Graham Reid | | 8 min read
John Lennon -- who would have been 68, had he lived, at the time of this pubication -- did not have an unexamined life. In countless hours of drugs, meditation and therapy he analysed himself. Through many thousands of interviews -- some brutally honest, others self-mythologising -- he gave others material to scrutinise his life in intimate detail.
He has been central in books by his half-sister, first wife (two), tarot card reader, personal assistant, lover May Pang, and many others. Some have focused on his politics, others on his art, some even on his music.
So another biography -- even one titled with a confident definite article -- would seem a book too far.
Yet as author Norman -- who has previously written well about the Beatles and Lennon (Shout! and Days in the Life) -- notes there have only been two Lennon biographies since his murder in 1980, one the scurrilous The Lives of John Lennon by Albert Goldman which was the size of a brick.

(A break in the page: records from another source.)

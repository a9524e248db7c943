use serde::{Deserialize, Serialize};

use crate::algorithm::utility::{robust_baseline_noise, smooth_vector_gaussian};
use crate::peak::Peak;

/// Stopping rule of the boundary expansion.
#[derive(Clone, Debug, PartialEq, Serialize, Deserialize)]
#[serde(default)]
pub struct ExpansionConfig {
    /// Gaussian smoothing of the summed trace in samples, 0.0 disables smoothing (default: 1.0)
    pub smoothing_sigma: f64,
    /// Kernel cutoff in sigmas (default: 3.0)
    pub truncate: f64,
    /// Noise floor in units of the robust noise estimate (default: 3.0)
    pub noise_multiplier: f64,
    /// Minimum floor as a fraction of the apex height (default: 1e-3)
    pub relative_tolerance: f64,
    /// Smallest per-sample drop, as a fraction of the apex height, that still counts as descending (default: 1e-4)
    pub slope_tolerance: f64,
}

impl Default for ExpansionConfig {
    fn default() -> Self {
        ExpansionConfig {
            smoothing_sigma: 1.0,
            truncate: 3.0,
            noise_multiplier: 3.0,
            relative_tolerance: 1e-3,
            slope_tolerance: 1e-4,
        }
    }
}

impl<'a> Peak<'a> {
    /// Widens the peak window to the start and end of elution with the default [`ExpansionConfig`].
    pub fn expand_peak(&mut self) -> (usize, usize) {
        self.expand_peak_with(&ExpansionConfig::default())
    }

    /// Widens the peak window to the start and end of elution.
    ///
    /// Works on the wavelength-summed trace of the whole recording. Each
    /// boundary walks outward while the signal at the boundary is above the
    /// noise floor and the next sample is still clearly lower. The window
    /// never shrinks and never leaves the time axis.
    ///
    /// Arguments:
    ///
    /// * `config` - smoothing and stopping thresholds
    ///
    /// Returns:
    ///
    /// * `(usize, usize)` - the new `(left, right)` bounds, also stored on the peak
    pub fn expand_peak_with(&mut self, config: &ExpansionConfig) -> (usize, usize) {
        let trace = smooth_vector_gaussian(
            &self.dataset.summed_trace(),
            config.smoothing_sigma,
            config.truncate,
        );
        let (baseline, noise) = robust_baseline_noise(&trace);
        let height = (trace[self.maximum] - baseline).max(0.0);
        let floor = baseline + (config.noise_multiplier * noise).max(config.relative_tolerance * height);
        let min_drop = config.slope_tolerance * height;

        // still descending away from the apex
        let descends = |current: usize, next: usize| {
            let (c, n) = (trace[current], trace[next]);
            c > floor && n < c && c - n >= min_drop
        };

        let (old_left, old_right) = (self.left, self.right);
        while self.left > 0 && descends(self.left, self.left - 1) {
            self.left -= 1;
        }
        while self.right + 1 < trace.len() && descends(self.right, self.right + 1) {
            self.right += 1;
        }

        log::debug!(
            "expanded peak [{}, {}] -> [{}, {}] (baseline {:.3e}, floor {:.3e})",
            old_left,
            old_right,
            self.left,
            self.right,
            baseline,
            floor
        );
        (self.left, self.right)
    }
}
use nalgebra::DMatrix;
use rand::distributions::Distribution;
use rand::rngs::StdRng;
use rand::SeedableRng;
use serde::{Deserialize, Serialize};
use statrs::distribution::{Continuous, Normal};

use crate::data::dataset::DadDataset;
use crate::error::{DadError, DadResult};

/// A compound injected into a simulated run.
#[derive(Clone, Debug, Serialize, Deserialize)]
pub struct SimulatedCompound {
    /// Absorption spectrum, normalized to unit area
    pub spectrum: Vec<f64>,
    pub concentration: f64,
    /// Apex of the elution profile (time index units)
    pub elution_time: f64,
    /// Standard deviation of the Gaussian elution profile (time index units)
    pub elution_width: f64,
}

impl SimulatedCompound {
    pub fn new(spectrum: Vec<f64>, concentration: f64, elution_time: f64, elution_width: f64) -> Self {
        SimulatedCompound { spectrum, concentration, elution_time, elution_width }
    }
}

/// Generates synthetic DAD chromatograms.
///
/// Every compound contributes `concentration * spectrum[w] * pdf(t)`, with
/// `pdf` the normal density of its elution profile. Spectra have unit area
/// and the profile integrates to one, so the total signal mass of a compound
/// equals its concentration. Gaussian noise is added per sample and the
/// result is clipped at zero.
#[derive(Clone, Debug)]
pub struct ChromatogramSimulator {
    num_times: usize,
    num_wavelengths: usize,
    compounds: Vec<SimulatedCompound>,
    noise_level: f64,
    seed: u64,
}

impl ChromatogramSimulator {
    pub fn new(num_times: usize, num_wavelengths: usize) -> Self {
        ChromatogramSimulator {
            num_times,
            num_wavelengths,
            compounds: Vec::new(),
            noise_level: 0.0,
            seed: 42,
        }
    }

    pub fn with_compound(mut self, compound: SimulatedCompound) -> Self {
        self.compounds.push(compound);
        self
    }

    /// Standard deviation of the additive noise per sample, 0.0 for a noise-free run.
    pub fn with_noise(mut self, noise_level: f64) -> Self {
        self.noise_level = noise_level;
        self
    }

    pub fn with_seed(mut self, seed: u64) -> Self {
        self.seed = seed;
        self
    }

    pub fn build(&self) -> DadResult<DadDataset> {
        let mut data = DMatrix::<f64>::zeros(self.num_wavelengths, self.num_times);

        for (index, compound) in self.compounds.iter().enumerate() {
            if compound.spectrum.len() != self.num_wavelengths {
                return Err(DadError::Simulation(format!(
                    "compound {} has {} spectrum channels, expected {}",
                    index,
                    compound.spectrum.len(),
                    self.num_wavelengths
                )));
            }
            if compound.concentration == 0.0 {
                continue;
            }
            let profile = Normal::new(compound.elution_time, compound.elution_width)
                .map_err(|e| DadError::Simulation(format!("compound {}: {}", index, e)))?;

            for t in 0..self.num_times {
                let elution = compound.concentration * profile.pdf(t as f64);
                for (w, absorbance) in compound.spectrum.iter().enumerate() {
                    data[(w, t)] += absorbance * elution;
                }
            }
        }

        if self.noise_level > 0.0 {
            let mut rng = StdRng::seed_from_u64(self.seed);
            let noise = Normal::new(0.0, self.noise_level)
                .map_err(|e| DadError::Simulation(e.to_string()))?;
            for v in data.iter_mut() {
                *v += noise.sample(&mut rng);
            }
        }
        data.iter_mut().for_each(|v| *v = v.max(0.0));

        log::debug!(
            "simulated chromatogram: {} wavelengths x {} times, {} compounds, noise {}",
            self.num_wavelengths,
            self.num_times,
            self.compounds.len(),
            self.noise_level
        );

        DadDataset::new(data)
    }
}

/// Single Gaussian absorption band normalized to unit area.
pub fn gaussian_band(num_wavelengths: usize, center: f64, width: f64) -> Vec<f64> {
    let band: Vec<f64> = (0..num_wavelengths)
        .map(|w| (-(w as f64 - center).powi(2) / (2.0 * width * width)).exp())
        .collect();
    normalize_area(band)
}

/// Deterministic library of `count` distinct reference spectra.
///
/// Each spectrum has a main absorption band, spread evenly across the
/// wavelength axis, and a broader secondary band at 35% relative height.
pub fn reference_spectra(num_wavelengths: usize, count: usize) -> Vec<Vec<f64>> {
    let nw = num_wavelengths as f64;
    let width = nw / (2.5 * count as f64) + 1.0;

    (0..count)
        .map(|k| {
            let center = (k as f64 + 0.5) * nw / count as f64;
            let secondary = (center + 0.37 * nw) % nw;
            let spectrum: Vec<f64> = (0..num_wavelengths)
                .map(|w| {
                    let x = w as f64;
                    (-(x - center).powi(2) / (2.0 * width * width)).exp()
                        + 0.35 * (-(x - secondary).powi(2) / (8.0 * width * width)).exp()
                })
                .collect();
            normalize_area(spectrum)
        })
        .collect()
}

fn normalize_area(mut v: Vec<f64>) -> Vec<f64> {
    let sum: f64 = v.iter().sum();
    if sum > 0.0 {
        v.iter_mut().for_each(|x| *x /= sum);
    }
    v
}
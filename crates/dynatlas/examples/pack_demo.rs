//! Packs a burst of images through the frame-budgeted queue and prints the
//! resulting atlas layout.
//!
//! Run with `RUST_LOG=dynatlas=trace` to watch the packer's bookkeeping.

use std::time::Duration;

use dynatlas::{
    AtlasManager, CpuBlitter, OperationQueue, OwnerId, PackPolicy, PackWork, RgbaSource, SizeClass,
};
use tracing_subscriber::EnvFilter;

fn main() {
    tracing_subscriber::fmt()
        .with_env_filter(EnvFilter::from_default_env())
        .init();

    let mut manager = AtlasManager::new(CpuBlitter::new(), PackPolicy::default());
    let mut queue: OperationQueue<AtlasManager<CpuBlitter>> = OperationQueue::with_budget(Duration::from_millis(10));
    let owner = OwnerId(1);

    // A bulk UI show: many icons become visible in the same frame.
    let sizes = [(100, 60), (48, 48), (200, 200), (33, 47), (250, 12), (180, 180), (64, 64)];
    for (i, (w, h)) in sizes.into_iter().enumerate() {
        let key = format!("icon-{i}");
        let shade = (40 * (i + 1)) as u8;
        let state = manager.request_placement(
            owner,
            SizeClass::Size512,
            &key,
            w,
            h,
            Box::new(move |p| match p.page {
                Some(page) => println!("{w}x{h} -> page {page} at ({}, {})", p.rect.x, p.rect.y),
                None => println!("{w}x{h} -> rejected"),
            }),
        );
        if state == dynatlas::RequestState::Pending {
            let source = RgbaSource::solid(w, h, [shade, shade, shade, 255]);
            queue.add(Box::new(PackWork::new(i as u64, owner, SizeClass::Size512, key, source)));
        }
    }

    // Drain across simulated frames, re-submitting whatever a tick abandons.
    let mut frame = 0;
    while !queue.is_empty() || frame == 0 {
        let mut outcome = queue.update(&mut manager);
        println!("frame {frame}: processed {} in {:?}", outcome.processed, outcome.elapsed);
        for work in outcome.abandoned.drain(..).rev() {
            queue.add(work);
        }
        frame += 1;
    }

    let diag = manager.diagnostics();
    println!("{}", serde_json::to_string_pretty(&diag).unwrap());

    manager.clear_all_cache();
}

As if to restore balance, Norman’s tome sits on the scales with similar heft.
With the initial co-operation of Lennon’s second wife Yoko Ono and remarkable access to family, letters written by his Aunt Mimi, schoolboy friends, a very candid George Martin, his son Sean and many others who have seldom, if ever, spoken about Lennon, Norman has pulled together an insightful, unflinching and in many places remarkably fresh look at a man whose music, image and influence commanded headlines for two decades.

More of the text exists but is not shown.